===== Records provided =====

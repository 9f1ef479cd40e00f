//! Integration tests for OpenWeatherClient using wiremock.

use weatherdash_core::{
    FetchError, Locator, OpenWeatherClient, Timestamp, UnitSystem, WeatherProvider,
};
use wiremock::matchers::{method, path, query_param};
use wiremock::{Mock, MockServer, ResponseTemplate};

fn current_body(name: &str, temp: f64) -> serde_json::Value {
    serde_json::json!({
        "coord": {"lon": -0.1257, "lat": 51.5085},
        "weather": [{"id": 803, "main": "Clouds", "description": "broken clouds", "icon": "04d"}],
        "main": {"temp": temp, "feels_like": temp - 1.0, "humidity": 81, "pressure": 1012},
        "wind": {"speed": 4.63, "deg": 240},
        "sys": {"country": "GB", "sunrise": 1700033000, "sunset": 1700065000},
        "timezone": 0,
        "name": name,
        "cod": 200
    })
}

fn forecast_body(entries: usize) -> serde_json::Value {
    let list: Vec<serde_json::Value> = (0..entries)
        .map(|i| {
            serde_json::json!({
                "dt": 1_700_000_000 + (i as i64) * 10_800,
                "main": {"temp": i as f64, "feels_like": i as f64 - 0.5, "humidity": 70},
                "weather": [{"id": 500, "main": "Rain", "description": "light rain", "icon": "10d"}],
                "dt_txt": "2023-11-14 21:00:00"
            })
        })
        .collect();

    serde_json::json!({
        "cod": "200",
        "cnt": entries,
        "list": list,
        "city": {"name": "London", "country": "GB"}
    })
}

fn client(server: &MockServer) -> OpenWeatherClient {
    OpenWeatherClient::new("TEST_KEY".to_string())
        .unwrap()
        .with_base_url(&server.uri())
}

#[tokio::test]
async fn test_current_by_name_sends_query_units_and_key() {
    let mock_server = MockServer::start().await;

    Mock::given(method("GET"))
        .and(path("/weather"))
        .and(query_param("q", "London"))
        .and(query_param("units", "metric"))
        .and(query_param("appid", "TEST_KEY"))
        .respond_with(ResponseTemplate::new(200).set_body_json(current_body("London", 11.7)))
        .expect(1)
        .mount(&mock_server)
        .await;

    let snapshot = client(&mock_server)
        .current(&Locator::named("London"), UnitSystem::Metric)
        .await
        .unwrap();

    assert_eq!(snapshot.location_name, "London");
    assert_eq!(snapshot.country, "GB");
    assert_eq!(snapshot.condition, "Clouds");
    assert_eq!(snapshot.description, "broken clouds");
    assert_eq!(snapshot.humidity_pct, 81);
    assert_eq!(snapshot.wind_speed, 4.63);
    assert_eq!(snapshot.sunset, Timestamp::Seconds(1_700_065_000));
    assert_eq!(snapshot.units, UnitSystem::Metric);
}

#[tokio::test]
async fn test_current_by_coordinates_sends_lat_lon() {
    let mock_server = MockServer::start().await;

    Mock::given(method("GET"))
        .and(path("/weather"))
        .and(query_param("lat", "51.5"))
        .and(query_param("lon", "-0.12"))
        .and(query_param("units", "imperial"))
        .respond_with(ResponseTemplate::new(200).set_body_json(current_body("London", 53.1)))
        .expect(1)
        .mount(&mock_server)
        .await;

    let snapshot = client(&mock_server)
        .current(&Locator::coordinates(51.5, -0.12), UnitSystem::Imperial)
        .await
        .unwrap();

    assert_eq!(snapshot.location_name, "London");
    assert_eq!(snapshot.units, UnitSystem::Imperial);
}

#[tokio::test]
async fn test_current_not_found_is_upstream_error() {
    let mock_server = MockServer::start().await;

    Mock::given(method("GET"))
        .and(path("/weather"))
        .respond_with(
            ResponseTemplate::new(404)
                .set_body_json(serde_json::json!({"cod": "404", "message": "city not found"})),
        )
        .mount(&mock_server)
        .await;

    let err = client(&mock_server)
        .current(&Locator::named("Atlantis"), UnitSystem::Metric)
        .await
        .unwrap_err();

    match err {
        FetchError::Upstream { status, reason } => {
            assert_eq!(status, 404);
            assert_eq!(reason, "Not Found");
        }
        other => panic!("expected upstream error, got {other:?}"),
    }
}

#[tokio::test]
async fn test_current_invalid_json_is_malformed() {
    let mock_server = MockServer::start().await;

    Mock::given(method("GET"))
        .and(path("/weather"))
        .respond_with(ResponseTemplate::new(200).set_body_json(serde_json::json!({"name": "X"})))
        .mount(&mock_server)
        .await;

    let err = client(&mock_server)
        .current(&Locator::named("X"), UnitSystem::Metric)
        .await
        .unwrap_err();

    assert!(matches!(err, FetchError::MalformedResponse(_)));
}

#[tokio::test]
async fn test_unreachable_server_is_network_error() {
    let mock_server = MockServer::start().await;
    let uri = mock_server.uri();
    drop(mock_server);

    let err = OpenWeatherClient::new("KEY".to_string())
        .unwrap()
        .with_base_url(&uri)
        .current(&Locator::named("London"), UnitSystem::Metric)
        .await
        .unwrap_err();

    assert!(matches!(err, FetchError::Network(_)));
}

#[tokio::test]
async fn test_network_error_does_not_leak_api_key() {
    let mock_server = MockServer::start().await;
    let uri = mock_server.uri();
    drop(mock_server);

    let client = OpenWeatherClient::new("SECRET_KEY_123".to_string())
        .unwrap()
        .with_base_url(&uri);

    let current = client
        .current(&Locator::named("London"), UnitSystem::Metric)
        .await
        .unwrap_err();
    let forecast = client
        .forecast(&Locator::named("London"), UnitSystem::Metric)
        .await
        .unwrap_err();

    for err in [current, forecast] {
        assert!(matches!(err, FetchError::Network(_)));
        assert!(!err.user_message().contains("SECRET_KEY_123"));
        assert!(!err.to_string().contains("appid"));
        assert!(!format!("{err:?}").contains("SECRET_KEY_123"));
    }
}

#[tokio::test]
async fn test_forecast_is_downsampled_to_every_eighth_entry() {
    let mock_server = MockServer::start().await;

    Mock::given(method("GET"))
        .and(path("/forecast"))
        .and(query_param("q", "London"))
        .respond_with(ResponseTemplate::new(200).set_body_json(forecast_body(40)))
        .mount(&mock_server)
        .await;

    let series = client(&mock_server)
        .forecast(&Locator::named("London"), UnitSystem::Metric)
        .await
        .unwrap();

    assert_eq!(series.len(), 5);
    let temps: Vec<f64> = series.points.iter().map(|p| p.temperature).collect();
    assert_eq!(temps, vec![0.0, 8.0, 16.0, 24.0, 32.0]);
    assert_eq!(series.points[1].time, Timestamp::Seconds(1_700_000_000 + 8 * 10_800));
    assert_eq!(series.points[0].condition, "Rain");
}

#[tokio::test]
async fn test_forecast_partial_day_rounds_up() {
    let mock_server = MockServer::start().await;

    Mock::given(method("GET"))
        .and(path("/forecast"))
        .respond_with(ResponseTemplate::new(200).set_body_json(forecast_body(17)))
        .mount(&mock_server)
        .await;

    let series = client(&mock_server)
        .forecast(&Locator::named("London"), UnitSystem::Metric)
        .await
        .unwrap();

    assert_eq!(series.len(), 3);
}

#[tokio::test]
async fn test_forecast_server_error() {
    let mock_server = MockServer::start().await;

    Mock::given(method("GET"))
        .and(path("/forecast"))
        .respond_with(ResponseTemplate::new(500))
        .mount(&mock_server)
        .await;

    let err = client(&mock_server)
        .forecast(&Locator::named("London"), UnitSystem::Metric)
        .await
        .unwrap_err();

    assert_eq!(err.status(), Some(500));
}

=====

**Exercise brief:** From the line containing "let temps: Vec<f64>" through the last line of the records, output each line exactly and nothing more.

**Your solution:**
    let temps: Vec<f64> = series.points.iter().map(|p| p.temperature).collect();
    assert_eq!(temps, vec![0.0, 8.0, 16.0, 24.0, 32.0]);
    assert_eq!(series.points[1].time, Timestamp::Seconds(1_700_000_000 + 8 * 10_800));
    assert_eq!(series.points[0].condition, "Rain");
}

#[tokio::test]
async fn test_forecast_partial_day_rounds_up() {
    let mock_server = MockServer::start().await;

    Mock::given(method("GET"))
        .and(path("/forecast"))
        .respond_with(ResponseTemplate::new(200).set_body_json(forecast_body(17)))
        .mount(&mock_server)
        .await;

    let series = client(&mock_server)
        .forecast(&Locator::named("London"), UnitSystem::Metric)
        .await
        .unwrap();

    assert_eq!(series.len(), 3);
}

#[tokio::test]
async fn test_forecast_server_error() {
    let mock_server = MockServer::start().await;

    Mock::given(method("GET"))
        .and(path("/forecast"))
        .respond_with(ResponseTemplate::new(500))
        .mount(&mock_server)
        .await;

    let err = client(&mock_server)
        .forecast(&Locator::named("London"), UnitSystem::Metric)
        .await
        .unwrap_err();

    assert_eq!(err.status(), Some(500));
}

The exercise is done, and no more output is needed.